Time of return of neurologic function after spinal anesthesia for total knee arthroplasty: mepivacaine vs bupivacaine in a randomized controlled trial.
Mahan MC, Jildeh TR, Tenbrunsel T, Adelman BT, and Davis JJ. Time of return of neurologic function after spinal anesthesia for total knee arthroplasty: mepivacaine vs bupivacaine in a randomized controlled trial. Arthroplasty Today 2019; 5(2):226-233.

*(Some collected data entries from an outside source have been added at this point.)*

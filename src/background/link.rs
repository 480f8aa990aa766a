use std::sync::{Arc, Weak};

use serde_json::Value;

use super::messaging::{ContextError, MessageSender, RuntimeMessenger};
use super::router::Router;
use crate::protocol::message_type;
use crate::settings::repositories::BoxFuture;

/// A page's channel to the background router, tagged with the page's tab.
///
/// Holds the router weakly so a page outliving the background gets
/// `BackgroundGone` instead of keeping it alive.
#[derive(Clone)]
pub struct BackgroundLink {
    router: Weak<Router>,
    sender: MessageSender,
}

impl BackgroundLink {
    pub fn new(router: &Arc<Router>, sender: MessageSender) -> Self {
        Self {
            router: Arc::downgrade(router),
            sender,
        }
    }

    pub fn sender(&self) -> &MessageSender {
        &self.sender
    }
}

impl RuntimeMessenger for BackgroundLink {
    fn send_message(&self, message: Value) -> BoxFuture<'static, Result<Value, ContextError>> {
        let Some(router) = self.router.upgrade() else {
            return Box::pin(async { Err(ContextError::BackgroundGone) });
        };
        let tag = message_type(&message).unwrap_or_default().to_string();
        let dispatch = router.dispatch(message, self.sender.clone());
        Box::pin(async move { dispatch.into_response(&tag).await })
    }
}
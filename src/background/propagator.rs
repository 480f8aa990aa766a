//! Turns store change batches into broadcasts to every tab and view.

use std::sync::Arc;

use futures::future::join_all;
use tokio::sync::broadcast::{self, error::RecvError};
use tokio::task::JoinHandle;
use tracing::{debug, info, warn};

use super::messaging::{TabMessenger, TabQuery};
use crate::assets::ExtensionAssets;
use crate::protocol::{PageControl, PageMessage};
use crate::settings::models::{
    ChangeBatch, SettingsRecord, SharedSettingsCache, StorageArea, keys,
};
use crate::settings::repositories::SettingsStore;

/// What a batch requires tabs to re-apply.
#[derive(Clone, Copy, Debug, Default, PartialEq, Eq)]
pub struct PendingUpdates {
    pub theme: bool,
    pub cursor: bool,
    /// New value of `stylesEnabled`, if it changed.
    pub styles: Option<bool>,
    /// New value of `iframeVisible`, if it changed.
    pub overlay: Option<bool>,
}

impl PendingUpdates {
    pub fn is_empty(&self) -> bool {
        *self == Self::default()
    }
}

pub struct ChangePropagator {
    store: Arc<dyn SettingsStore>,
    cache: SharedSettingsCache,
    tabs: Arc<dyn TabMessenger>,
    assets: ExtensionAssets,
}

impl ChangePropagator {
    pub fn new(
        store: Arc<dyn SettingsStore>,
        cache: SharedSettingsCache,
        tabs: Arc<dyn TabMessenger>,
        assets: ExtensionAssets,
    ) -> Self {
        Self {
            store,
            cache,
            tabs,
            assets,
        }
    }

    /// Update the cache from a batch and report which broadcasts are due.
    /// Only the synchronized namespace is considered.
    pub fn apply_batch(&self, batch: &ChangeBatch) -> PendingUpdates {
        let mut pending = PendingUpdates::default();
        if batch.area != StorageArea::Sync {
            return pending;
        }

        // Values are parsed the same way a full read would, so a removed
        // or malformed value falls back to its default.
        let mut items = serde_json::Map::new();
        for (key, change) in &batch.changes {
            if let Some(value) = &change.new_value {
                items.insert(key.clone(), value.clone());
            }
        }
        let record = SettingsRecord::from_items(&items);

        let mut cache = self.cache.write();
        for key in batch.changes.keys() {
            match key.as_str() {
                keys::FONT_SIZE => {
                    cache.set_font_size(record.font_size);
                    pending.theme = true;
                }
                keys::FONT_WEIGHT => {
                    cache.set_font_weight(record.font_weight);
                    pending.theme = true;
                }
                keys::THEME_MODE => {
                    cache.set_theme(record.theme_mode);
                    pending.theme = true;
                }
                keys::IS_CURSOR_ENABLED => {
                    cache.set_cursor_enabled(record.is_cursor_enabled);
                    pending.cursor = true;
                }
                keys::CURSOR_SIZE => {
                    cache.set_cursor_size(record.cursor_size);
                    pending.cursor = true;
                }
                keys::CURSOR_THEME => {
                    cache.set_cursor_theme(record.cursor_theme);
                    pending.cursor = true;
                }
                keys::STYLES_ENABLED => pending.styles = Some(record.styles_enabled),
                keys::IFRAME_VISIBLE => pending.overlay = Some(record.iframe_visible),
                other => debug!(key = other, "Ignoring change of unrelated key"),
            }
        }
        pending
    }

    /// Messages for the pending updates, built from the cache.
    pub fn messages(&self, pending: PendingUpdates) -> Vec<PageMessage> {
        let mut messages = Vec::new();
        if pending.theme {
            let payload = self.cache.read().theme_payload();
            messages.push(PageControl::ThemeUpdate { payload }.into());
        }
        if pending.cursor {
            let preferences = self.cache.read().cursor_preferences();
            messages.push(PageControl::UpdateCursor(self.assets.cursor_settings(preferences)).into());
        }
        match pending.styles {
            Some(true) => messages.push(PageControl::RestoreAllStyles.into()),
            Some(false) => messages.push(PageControl::DisableAllStyles.into()),
            None => {}
        }
        if let Some(is_visible) = pending.overlay {
            messages.push(PageControl::SetIframeVisibility { is_visible }.into());
        }
        messages
    }

    /// Send one message to every tab and every extension view.
    pub async fn broadcast(&self, message: &PageMessage) {
        let value = message.to_value();
        let tabs = self.tabs.query_tabs(TabQuery::all()).await;

        let deliveries = tabs.iter().map(|tab| {
            let send = self.tabs.send_to_tab(tab.id, value.clone());
            let tab_id = tab.id;
            async move {
                if let Err(e) = send.await {
                    debug!(tab_id, error = %e, "Broadcast not delivered to tab");
                }
            }
        });
        join_all(deliveries).await;

        self.tabs.notify_views(value);
    }

    pub async fn handle_batch(&self, batch: &ChangeBatch) {
        let pending = self.apply_batch(batch);
        if pending.is_empty() {
            return;
        }
        debug!(?pending, "Propagating settings change");
        for message in self.messages(pending) {
            self.broadcast(&message).await;
        }
    }

    /// Rebuild the cache from a full read of the store and re-send the theme
    /// and cursor to every tab. Used after dropped batches, whose keys the
    /// cache can no longer know.
    pub async fn resync(&self) {
        let record = self.store.load_settings().await;
        self.cache.write().populate(&record);
        let pending = PendingUpdates {
            theme: true,
            cursor: true,
            ..PendingUpdates::default()
        };
        for message in self.messages(pending) {
            self.broadcast(&message).await;
        }
    }

    /// Drain the change feed, one batch at a time in arrival order.
    pub fn spawn(self, mut receiver: broadcast::Receiver<ChangeBatch>) -> JoinHandle<()> {
        tokio::spawn(async move {
            loop {
                match receiver.recv().await {
                    Ok(batch) => self.handle_batch(&batch).await,
                    Err(RecvError::Lagged(skipped)) => {
                        warn!(skipped, "Change propagator fell behind, resyncing from store");
                        self.resync().await;
                    }
                    Err(RecvError::Closed) => {
                        info!("Change feed closed, stopping propagator");
                        break;
                    }
                }
            }
        })
    }
}

#[cfg(test)]
mod tests {
    use super::*;
    use crate::background::tab_registry::TabRegistry;
    use crate::background::test_support::RecordingTab;
    use crate::settings::models::{CursorTheme, FontWeight, SettingsCache, StorageChange};
    use crate::settings::repositories::InMemorySettingsStore;
    use serde_json::{Value, json};
    use std::collections::BTreeMap;

    fn batch(area: StorageArea, changes: &[(&str, Value)]) -> ChangeBatch {
        let changes: BTreeMap<String, StorageChange> = changes
            .iter()
            .map(|(key, value)| {
                (
                    key.to_string(),
                    StorageChange {
                        old_value: None,
                        new_value: Some(value.clone()),
                    },
                )
            })
            .collect();
        ChangeBatch { area, changes }
    }

    fn propagator() -> (ChangePropagator, Arc<TabRegistry>) {
        let tabs = Arc::new(TabRegistry::new());
        let propagator = ChangePropagator::new(
            Arc::new(InMemorySettingsStore::new()),
            SettingsCache::shared(),
            tabs.clone(),
            ExtensionAssets::new("chrome-extension://test"),
        );
        (propagator, tabs)
    }

    #[test]
    fn test_flags_per_group() {
        let (propagator, _tabs) = propagator();
        let pending = propagator.apply_batch(&batch(
            StorageArea::Sync,
            &[("fontSize", json!("xl")), ("cursorSize", json!("large"))],
        ));
        assert!(pending.theme);
        assert!(pending.cursor);
        assert_eq!(pending.styles, None);
    }

    #[test]
    fn test_local_and_unrelated_keys_ignored() {
        let (propagator, _tabs) = propagator();
        assert!(propagator
            .apply_batch(&batch(StorageArea::Local, &[("fontSize", json!("xl"))]))
            .is_empty());
        assert!(propagator
            .apply_batch(&batch(StorageArea::Sync, &[("cartItems", json!([]))]))
            .is_empty());
        assert!(propagator.cache.read().is_empty());
    }

    #[test]
    fn test_theme_message_reads_cache_not_event() {
        let (propagator, _tabs) = propagator();
        propagator.cache.write().set_font_weight(FontWeight::Regular);

        let pending = propagator.apply_batch(&batch(StorageArea::Sync, &[("fontSize", json!("s"))]));
        let messages = propagator.messages(pending);
        assert_eq!(
            messages[0].to_value(),
            json!({
                "type": "THEME_UPDATE",
                "payload": { "fontSize": "s", "fontWeight": "regular", "themeMode": "light" }
            })
        );
    }

    #[tokio::test]
    async fn test_broadcast_reaches_every_tab_and_views() {
        let (propagator, tabs) = propagator();
        let first = tabs.open_tab("https://shop.example/a");
        let second = tabs.open_tab("https://shop.example/b");
        tabs.open_tab("https://shop.example/no-listener");
        let page_a = Arc::new(RecordingTab::answering(json!({ "success": true })));
        let page_b = Arc::new(RecordingTab::answering(json!({ "success": true })));
        tabs.attach(first, page_a.clone()).unwrap();
        tabs.attach(second, page_b.clone()).unwrap();
        let mut views = tabs.subscribe_views();

        propagator
            .handle_batch(&batch(StorageArea::Sync, &[("stylesEnabled", json!(false))]))
            .await;

        let expected = json!({ "type": "DISABLE_ALL_STYLES" });
        assert_eq!(page_a.received(), vec![expected.clone()]);
        assert_eq!(page_b.received(), vec![expected.clone()]);
        assert_eq!(views.recv().await.unwrap(), expected);
    }

    #[tokio::test]
    async fn test_lagged_feed_resyncs_cache_and_tabs() {
        let store = Arc::new(InMemorySettingsStore::new());
        store
            .set(StorageArea::Sync, json!({ "cursorTheme": "black" }).as_object().cloned().unwrap())
            .await
            .unwrap();
        let tabs = Arc::new(TabRegistry::new());
        let id = tabs.open_tab("https://shop.example/");
        let page = Arc::new(RecordingTab::answering(json!({ "success": true })));
        tabs.attach(id, page.clone()).unwrap();
        let cache = SettingsCache::shared();
        let propagator = ChangePropagator::new(
            store.clone(),
            cache.clone(),
            tabs.clone(),
            ExtensionAssets::new("chrome-extension://test"),
        );

        // Eight batches into a feed of four: the first four are dropped.
        let (sender, receiver) = broadcast::channel(4);
        for size in ["s", "l", "s", "l", "s", "l", "s", "l"] {
            sender
                .send(batch(StorageArea::Sync, &[("fontSize", json!(size))]))
                .unwrap();
        }
        drop(sender);
        propagator.spawn(receiver).await.unwrap();

        assert_eq!(cache.read().cursor_theme(), CursorTheme::Black);
        let types: Vec<Value> = page.received().iter().map(|m| m["type"].clone()).collect();
        assert!(types.contains(&json!("UPDATE_CURSOR")));
        assert!(types.contains(&json!("THEME_UPDATE")));
    }
}
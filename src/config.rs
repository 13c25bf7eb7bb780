// Run configuration, loaded from config.toml.
use serde::{Deserialize, Serialize};

use crate::error::{BattleError, Result};
use crate::features::{FeatureOptions, KoEncoding};
use crate::preprocess::ScalerFit;

#[derive(Debug, Clone, Default, PartialEq, Serialize, Deserialize)]
#[serde(default)]
pub struct Config {
    pub data: DataConfig,
    pub features: FeatureConfig,
    pub model: ModelConfig,
}

#[derive(Debug, Clone, PartialEq, Serialize, Deserialize)]
#[serde(default)]
pub struct DataConfig {
    /// Directory containing `input/<competition>/`.
    pub input_prefix: String,
    pub competition: String,
    pub output: String,
}

#[derive(Debug, Clone, PartialEq, Serialize, Deserialize)]
#[serde(default)]
pub struct FeatureConfig {
    pub include_effects: bool,
    pub p2_ko_encoding: KoEncoding,
    pub scale_damage: bool,
    pub scaler_fit: ScalerFit,
}

#[derive(Debug, Clone, PartialEq, Serialize, Deserialize)]
#[serde(default)]
pub struct ModelConfig {
    pub max_iterations: u64,
    /// L2 penalty strength.
    pub alpha: f64,
    pub gradient_tolerance: f64,
    /// Share of the training set held out for the accuracy report. 0 disables it.
    pub validation_fraction: f64,
    pub seed: u64,
    pub plot_path: String,
    pub top_features: usize,
}

impl Default for DataConfig {
    fn default() -> Self {
        DataConfig {
            input_prefix: ".".to_string(),
            competition: "fds-pokemon-battles-prediction-2025".to_string(),
            output: "submission.csv".to_string(),
        }
    }
}

impl Default for FeatureConfig {
    fn default() -> Self {
        FeatureConfig {
            include_effects: false,
            p2_ko_encoding: KoEncoding::Any,
            scale_damage: true,
            scaler_fit: ScalerFit::PerTable,
        }
    }
}

impl Default for ModelConfig {
    fn default() -> Self {
        ModelConfig {
            max_iterations: 10_000,
            alpha: 1.0,
            gradient_tolerance: 1e-4,
            validation_fraction: 0.2,
            seed: 42,
            plot_path: "feature_importances.png".to_string(),
            top_features: 25,
        }
    }
}

impl FeatureConfig {
    pub fn options(&self) -> FeatureOptions {
        FeatureOptions {
            ko_encoding: self.p2_ko_encoding,
            include_effects: self.include_effects,
        }
    }
}

impl Config {
    pub fn load(path: &str) -> Result<Self> {
        let content = std::fs::read_to_string(path).map_err(|e| {
            BattleError::Config(format!("Failed to read config file {}: {}", path, e))
        })?;
        let config: Config = toml::from_str(&content)
            .map_err(|e| BattleError::Config(format!("Failed to parse config: {}", e)))?;
        config.validate()?;
        Ok(config)
    }

    pub fn save(&self, path: &str) -> Result<()> {
        let content = toml::to_string_pretty(self)
            .map_err(|e| BattleError::Config(format!("Failed to serialize config: {}", e)))?;
        std::fs::write(path, content)?;
        Ok(())
    }

    pub fn validate(&self) -> Result<()> {
        let fraction = self.model.validation_fraction;
        if !(0.0..1.0).contains(&fraction) {
            return Err(BattleError::Config(format!(
                "validation_fraction must be in [0, 1), got {}",
                fraction
            )));
        }
        if self.model.max_iterations == 0 {
            return Err(BattleError::Config("max_iterations must be positive".to_string()));
        }
        Ok(())
    }
}

#[cfg(test)]
mod tests {
    use super::*;
    use std::error::Error;

    #[test]
    fn partial_file_keeps_defaults() -> std::result::Result<(), Box<dyn Error>> {
        let config: Config = toml::from_str(
            "[features]\np2_ko_encoding = \"per_slot\"\nscaler_fit = \"train\"\n\n[model]\nseed = 7\n",
        )?;
        assert_eq!(config.features.p2_ko_encoding, KoEncoding::PerSlot);
        assert_eq!(config.features.scaler_fit, ScalerFit::Train);
        assert!(config.features.scale_damage);
        assert_eq!(config.model.seed, 7);
        assert_eq!(config.model.max_iterations, 10_000);
        assert_eq!(config.data, DataConfig::default());
        Ok(())
    }

    #[test]
    fn save_then_load() -> std::result::Result<(), Box<dyn Error>> {
        let path = std::env::temp_dir().join("battle_predictor_config.toml");
        let path = path.to_str().ok_or("non-utf8 temp dir")?;
        let mut config = Config::default();
        config.features.include_effects = true;
        config.save(path)?;
        assert_eq!(Config::load(path)?, config);
        Ok(())
    }

    #[test]
    fn rejects_bad_validation_fraction() {
        let mut config = Config::default();
        config.model.validation_fraction = 1.0;
        assert!(config.validate().is_err());
    }
}
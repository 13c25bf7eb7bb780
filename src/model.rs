/// Train the logistic regression win classifier.
use linfa::prelude::*;
use linfa_logistic::{FittedLogisticRegression, LogisticRegression};
use ndarray::{Array1, Array2, Axis};
use rand::rngs::StdRng;
use rand::seq::SliceRandom;
use rand::SeedableRng;

use crate::config::ModelConfig;
use crate::error::{BattleError, Result};
use crate::preprocess::FeatureTable;

pub struct WinClassifier {
    model: FittedLogisticRegression<f64, bool>,
    columns: Vec<String>,
}

fn labels(table: &FeatureTable) -> Result<&[bool]> {
    table
        .labels
        .as_deref()
        .ok_or_else(|| BattleError::Classifier("training table has no player_won labels".into()))
}

fn fit(x: Array2<f64>, y: Array1<bool>, cfg: &ModelConfig) -> Result<FittedLogisticRegression<f64, bool>> {
    let ds = Dataset::new(x, y);
    LogisticRegression::default()
        .alpha(cfg.alpha)
        .gradient_tolerance(cfg.gradient_tolerance)
        .max_iterations(cfg.max_iterations)
        .fit(&ds)
        .map_err(|e| BattleError::Classifier(e.to_string()))
}

/// Fit on every row of a labelled table.
pub fn train_classifier(table: &FeatureTable, cfg: &ModelConfig) -> Result<WinClassifier> {
    let y = Array1::from(labels(table)?.to_vec());
    log::info!(
        "Training logistic regression on {} battles x {} features",
        table.len(),
        table.columns.len()
    );
    let model = fit(table.values.clone(), y, cfg)?;
    Ok(WinClassifier {
        model,
        columns: table.columns.clone(),
    })
}

impl WinClassifier {
    /// Predict on a table, aligning it to the training columns first.
    pub fn predict(&self, table: &FeatureTable) -> Vec<bool> {
        let aligned = table.align_to(&self.columns);
        self.model.predict(&aligned.values).to_vec()
    }

    /// Coefficients by feature, largest magnitude first.
    pub fn coefficients(&self) -> Vec<(String, f64)> {
        let mut vec: Vec<(String, f64)> = self
            .columns
            .iter()
            .cloned()
            .zip(self.model.params().iter().copied())
            .collect();
        vec.sort_by(|a, b| b.1.abs().total_cmp(&a.1.abs()));
        vec
    }

    pub fn intercept(&self) -> f64 {
        self.model.intercept()
    }
}

pub fn accuracy(predicted: &[bool], actual: &[bool]) -> f64 {
    if actual.is_empty() {
        return 0.0;
    }
    let correct = predicted.iter().zip(actual).filter(|(p, a)| p == a).count();
    correct as f64 / actual.len() as f64
}

/// Seeded shuffle, fit on the larger part and score on the held-out rows.
/// `None` when the fraction leaves either side empty.
pub fn holdout_accuracy(table: &FeatureTable, cfg: &ModelConfig) -> Result<Option<f64>> {
    let y = labels(table)?;
    let n_valid = (table.len() as f64 * cfg.validation_fraction).round() as usize;
    if n_valid == 0 || n_valid >= table.len() {
        return Ok(None);
    }

    let mut indices: Vec<usize> = (0..table.len()).collect();
    let mut rng = StdRng::seed_from_u64(cfg.seed);
    indices.shuffle(&mut rng);
    let (valid_idx, train_idx) = indices.split_at(n_valid);

    let pick = |idx: &[usize]| -> Array1<bool> { idx.iter().map(|&i| y[i]).collect() };
    let model = fit(
        table.values.select(Axis(0), train_idx),
        pick(train_idx),
        cfg,
    )?;
    let predicted = model.predict(&table.values.select(Axis(0), valid_idx));

    let acc = accuracy(&predicted.to_vec(), &pick(valid_idx).to_vec());
    log::info!(
        "Hold-out accuracy: {:.4} ({} train / {} validation)",
        acc,
        train_idx.len(),
        valid_idx.len()
    );
    Ok(Some(acc))
}

#[cfg(test)]
mod tests {
    use super::*;
    use crate::io::BattleId;
    use ndarray::array;

    /// Winner is decided by the first feature; the second is noise.
    fn separable() -> FeatureTable {
        let mut rows = Vec::new();
        let mut labels = Vec::new();
        for i in 0..40 {
            let won = i % 2 == 0;
            let signal = if won { 0.8 } else { 0.2 } + (i % 5) as f64 * 0.02;
            rows.push([signal, (i % 3) as f64 / 3.0]);
            labels.push(won);
        }
        let values = Array2::from_shape_fn((rows.len(), 2), |(i, j)| rows[i][j]);
        FeatureTable {
            battle_ids: (0..40).map(BattleId::Number).collect(),
            labels: Some(labels),
            columns: vec!["signal".to_string(), "noise".to_string()],
            values,
        }
    }

    fn cfg() -> ModelConfig {
        ModelConfig {
            alpha: 0.01,
            ..ModelConfig::default()
        }
    }

    #[test]
    fn learns_a_separable_signal() -> Result<()> {
        let table = separable();
        let clf = train_classifier(&table, &cfg())?;
        let predicted = clf.predict(&table);
        assert_eq!(accuracy(&predicted, table.labels.as_deref().unwrap()), 1.0);

        let coefs = clf.coefficients();
        assert_eq!(coefs.len(), 2);
        assert_eq!(coefs[0].0, "signal");
        Ok(())
    }

    #[test]
    fn predict_aligns_columns() -> Result<()> {
        let table = separable();
        let clf = train_classifier(&table, &cfg())?;

        // same data, columns swapped plus an extra one the model never saw
        let shuffled = FeatureTable {
            battle_ids: vec![BattleId::Number(0), BattleId::Number(1)],
            labels: None,
            columns: vec!["extra".into(), "noise".into(), "signal".into()],
            values: array![[5.0, 0.0, 0.9], [5.0, 0.0, 0.1]],
        };
        assert_eq!(clf.predict(&shuffled), vec![true, false]);
        Ok(())
    }

    #[test]
    fn holdout_is_reproducible() -> Result<()> {
        let table = separable();
        let first = holdout_accuracy(&table, &cfg())?;
        let second = holdout_accuracy(&table, &cfg())?;
        assert_eq!(first, second);
        assert_eq!(first, Some(1.0));
        Ok(())
    }

    #[test]
    fn holdout_disabled_with_zero_fraction() -> Result<()> {
        let config = ModelConfig {
            validation_fraction: 0.0,
            ..cfg()
        };
        assert_eq!(holdout_accuracy(&separable(), &config)?, None);
        Ok(())
    }

    #[test]
    fn unlabelled_table_cannot_train() {
        let mut table = separable();
        table.labels = None;
        assert!(matches!(
            train_classifier(&table, &cfg()),
            Err(BattleError::Classifier(_))
        ));
    }

    #[test]
    fn accuracy_counts_matches() {
        assert_eq!(accuracy(&[true, false, true, true], &[true, true, true, false]), 0.5);
        assert_eq!(accuracy(&[], &[]), 0.0);
    }
}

Background: Mepivacaine as an intermediate-length spinal anesthetic for rapid recovery in total knee arthroplasty (TKA) has not been fully described. We compared spinal mepivacaine vs bupivacaine for postoperative neurologic function in patients undergoing primary TKA. Methods: Thirty-two patients undergoing primary TKA were enrolled. Primary outcome measure was return of motor and sensory function. Secondary outcome measures included assessment of urinary function, pain via visual analog scale (VAS) scores, opioid usage, distance walked and pain with physical therapy, time to discharge readiness, and complications. Results: Patients with mepivacaine spinal anesthetic had faster return of sensory function (164 ± 38.6 vs 212 ± 54.2 minutes, P = .015), return of motor function (153 ± 47.4 vs 200 ± 45.2 minutes, P = .025), and time to straight leg raise (148 ± 43.5 vs 194 ± 50.8 minutes, P = .023). The mepivacaine group experienced significantly fewer episodes of urinary retention and shorter time to urination (344 ± 154.4 vs 416 ± 96.3 minutes, P = .039). Patients exhibited slightly higher VAS pain scores in the postanesthesia care unit (1.0 ± 1.7 vs 2.7 ± 2.3, P = .046) with no difference in opioid consumption. There were no differences in VAS scores or opioid use on the inpatient ward. Patients achieved discharge readiness 71 minutes faster in the mepivacaine group. There was no need to convert to general anesthesia or transient nerve symptoms in either group. Conclusions: Patients undergoing TKA with mepivacaine spinal anesthetic had a reliably more rapid neurologic recovery after TKA compared to bupivacaine.